The first vehicle to be moved over land by steam power was demonstrated in Paris in 1769 by its inventor Nicholas Cugnot. It was an extraordinary looking object with three wheels and a huge boiler that hung over the solitary front wheel. It was a masterpiece of instability as it proved after a few tottering metres of movement when it tumbled over amidst much hissing of steam and showering of sparks. Monsieur Cugnot was not encouraged to continue with his experiment. James Watt himself contemplated a steam carriage, but his nervousness about the dangers of high-pressure steam prevented him from holding any trials. His bolder employee, William Murdock, was less reluctant and his model bowled che
erily down an English lane in 1784. The only acknowledgement he received was a prompt warning that any more tampering with such devices would see him out of a job. Matters had reached an impasse, but if the road engine was temporarily stymied, steam was beginning to find its place on the infant railway system of Britain.
The tramways serving the canals often included quite steep inclines on which the descent was controlled by a brake-man, in theory at least. The Duke of Rutland visited South Wales in the first decade of the nineteenth century and described the system he found at work on the tramway linking the Brecon and Abergavenny Canal to a local iron works.

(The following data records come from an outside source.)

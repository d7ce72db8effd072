//! Axum-based HTTP gateway server.
//!
//! [`GatewayServer`] wires the quota gate and the upstream reflector into a
//! running axum service.
//!
//! # Endpoints
//!
//! | Method | Path | Description |
//! |--------|------|-------------|
//! | `GET`  | `/health` | Liveness check, always `200 OK`, never counted. |
//! | `POST` | `/reflect` | Quota-checked proxy to the master core. |

use crate::backend::UpstreamReflector;
use crate::error::{GatewayError, GatewayResult};
use crate::middleware::{QuotaGate, enforce_quota};
use axum::{
    Json, Router,
    body::Bytes,
    extract::State,
    http::StatusCode,
    middleware,
    response::{IntoResponse, Response},
    routing::{get, post},
};
use codex_kernel::{InMemoryQuotaStore, QuotaStore, QuotaWindow};
use serde_json::{Value, json};
use std::net::SocketAddr;
use std::sync::Arc;
use std::time::Duration;
use tower_http::trace::TraceLayer;
use tracing::{debug, info};

/// Route guarded by the quota gate.
pub const REFLECT_ROUTE: &str = "/reflect";

/// How often stale quota tallies are swept.
const QUOTA_GC_INTERVAL: Duration = Duration::from_secs(300);

// ─────────────────────────────────────────────────────────────────────────────
// Shared application state
// ─────────────────────────────────────────────────────────────────────────────

/// Shared state injected into every axum handler via [`State`] extractor.
#[derive(Clone)]
pub struct AppState {
    upstream: Arc<UpstreamReflector>,
}

// ─────────────────────────────────────────────────────────────────────────────
// GatewayServerConfig
// ─────────────────────────────────────────────────────────────────────────────

/// Runtime configuration for [`GatewayServer`].
#[derive(Debug, Clone)]
pub struct GatewayServerConfig {
    /// TCP port to listen on (default: 8080).
    pub port: u16,
    /// Master core reflection endpoint.
    pub upstream_url: String,
    /// Reflections allowed per client per window (default: 5).
    pub max_queries: u64,
    /// When quota counters reset (default: UTC midnight).
    pub quota_window: QuotaWindow,
    /// Key clients by `X-Forwarded-For` instead of the peer address.
    pub trust_forwarded_for: bool,
    /// Upstream request timeout (default: 120 s).
    pub upstream_timeout: Duration,
}

impl Default for GatewayServerConfig {
    fn default() -> Self {
        Self {
            port: 8080,
            upstream_url: "http://localhost:9000/reflect".to_string(),
            max_queries: 5,
            quota_window: QuotaWindow::UtcDay,
            trust_forwarded_for: false,
            upstream_timeout: Duration::from_secs(120),
        }
    }
}

// ─────────────────────────────────────────────────────────────────────────────
// GatewayServer
// ─────────────────────────────────────────────────────────────────────────────

/// Gateway server owning the quota store and upstream configuration.
pub struct GatewayServer {
    config: GatewayServerConfig,
    store: Arc<dyn QuotaStore>,
    /// Set when the store is the built-in one, so it can be swept.
    sweepable: Option<Arc<InMemoryQuotaStore>>,
}

impl GatewayServer {
    /// Create a server with an [`InMemoryQuotaStore`] for the configured window.
    pub fn new(config: GatewayServerConfig) -> Self {
        let store = Arc::new(InMemoryQuotaStore::new(config.quota_window));
        Self {
            config,
            store: store.clone(),
            sweepable: Some(store),
        }
    }

    /// Replace the quota store, e.g. with a persistent implementation.
    pub fn with_quota_store(mut self, store: Arc<dyn QuotaStore>) -> Self {
        self.store = store;
        self.sweepable = None;
        self
    }

    /// Build the axum [`Router`]. Call [`start()`](Self::start) to bind and
    /// serve.
    pub fn build_app(&self) -> GatewayResult<Router> {
        let upstream = UpstreamReflector::new(
            self.config.upstream_url.clone(),
            self.config.upstream_timeout,
        )?;

        let gate = QuotaGate::new(self.store.clone(), REFLECT_ROUTE, self.config.max_queries)
            .trust_forwarded_for(self.config.trust_forwarded_for);

        let state = AppState {
            upstream: Arc::new(upstream),
        };

        Ok(Router::new()
            .route("/health", get(health_handler))
            .route(REFLECT_ROUTE, post(reflect_handler))
            .with_state(state)
            .layer(middleware::from_fn_with_state(Arc::new(gate), enforce_quota))
            .layer(TraceLayer::new_for_http()))
    }

    /// Bind the server to `0.0.0.0:{port}` and serve until the process exits.
    pub async fn start(self) -> std::io::Result<()> {
        let app = self.build_app().map_err(std::io::Error::other)?;

        if let Some(store) = self.sweepable.clone() {
            tokio::spawn(sweep_quota(store));
        }

        let addr = format!("0.0.0.0:{}", self.config.port);
        info!(
            addr = %addr,
            upstream = %self.config.upstream_url,
            max_queries = self.config.max_queries,
            window = %self.config.quota_window,
            "Codex gateway starting"
        );
        let listener = tokio::net::TcpListener::bind(&addr).await?;
        axum::serve(
            listener,
            app.into_make_service_with_connect_info::<SocketAddr>(),
        )
        .await
    }
}

async fn sweep_quota(store: Arc<InMemoryQuotaStore>) {
    let mut ticker = tokio::time::interval(QUOTA_GC_INTERVAL);
    loop {
        ticker.tick().await;
        store.gc();
        debug!(clients = store.tracked_clients(), "quota tallies swept");
    }
}

// ─────────────────────────────────────────────────────────────────────────────
// Handlers
// ─────────────────────────────────────────────────────────────────────────────

/// `GET /health` — liveness probe.
async fn health_handler() -> impl IntoResponse {
    Json(json!({ "status": "ok", "service": "codex-gateway" }))
}

/// `POST /reflect` — relay the body to the master core and its JSON back.
///
/// The body is read as JSON whatever its `Content-Type` says.
async fn reflect_handler(State(state): State<AppState>, body: Bytes) -> GatewayResult<Response> {
    let payload: Value = serde_json::from_slice(&body)
        .map_err(|e| GatewayError::InvalidRequest(format!("request body is not valid JSON: {e}")))?;
    let reply = state.upstream.forward(&payload).await?;
    let status = StatusCode::from_u16(reply.status).unwrap_or(StatusCode::BAD_GATEWAY);
    Ok((status, Json(reply.body)).into_response())
}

This rail-road is adapted to the size of the waggons, or carts, which convey the coal to the canal. On each side is an iron groove, which extends the whole length of the road, and on which the wheels (four or six in number) run. They are so contrived as to run downwards the whole way (sometimes for the extent of some miles) from the works; so that when laden, they require no horses to draw them down. Indeed they acquire so great a degree of velocity in their descent, that a man is forced to walk or run behind the cart, with a kind of rudder or pole affixed to the hind-wheel, which he locks up when it proceeds too fast. Should this pole break (which it sometimes does) the waggon flies away, and overturns everything it meets. Of course, any one who is coming up the road, is in imminent danger, unless he can by any means get out of the way; which is very difficult, as the road is narrow, and runs along a precipice. Last year, Mr. Frere, the proprietor of the iron works, was returning from London, and going along the rail-road in a post-chaise, when about a hundred yards from him, he saw one of those waggons coming down upon him with astonishing velocity. He could not possibly get out of the way, and must have been crushed to pieces, if fortunately the waggon had not broken over the iron groove, which had hitherto kept it in the track, and run forcibly up an ash-tree by the side of the road, in the branches of which it literally stuck, and thus saved him from immediate destruction.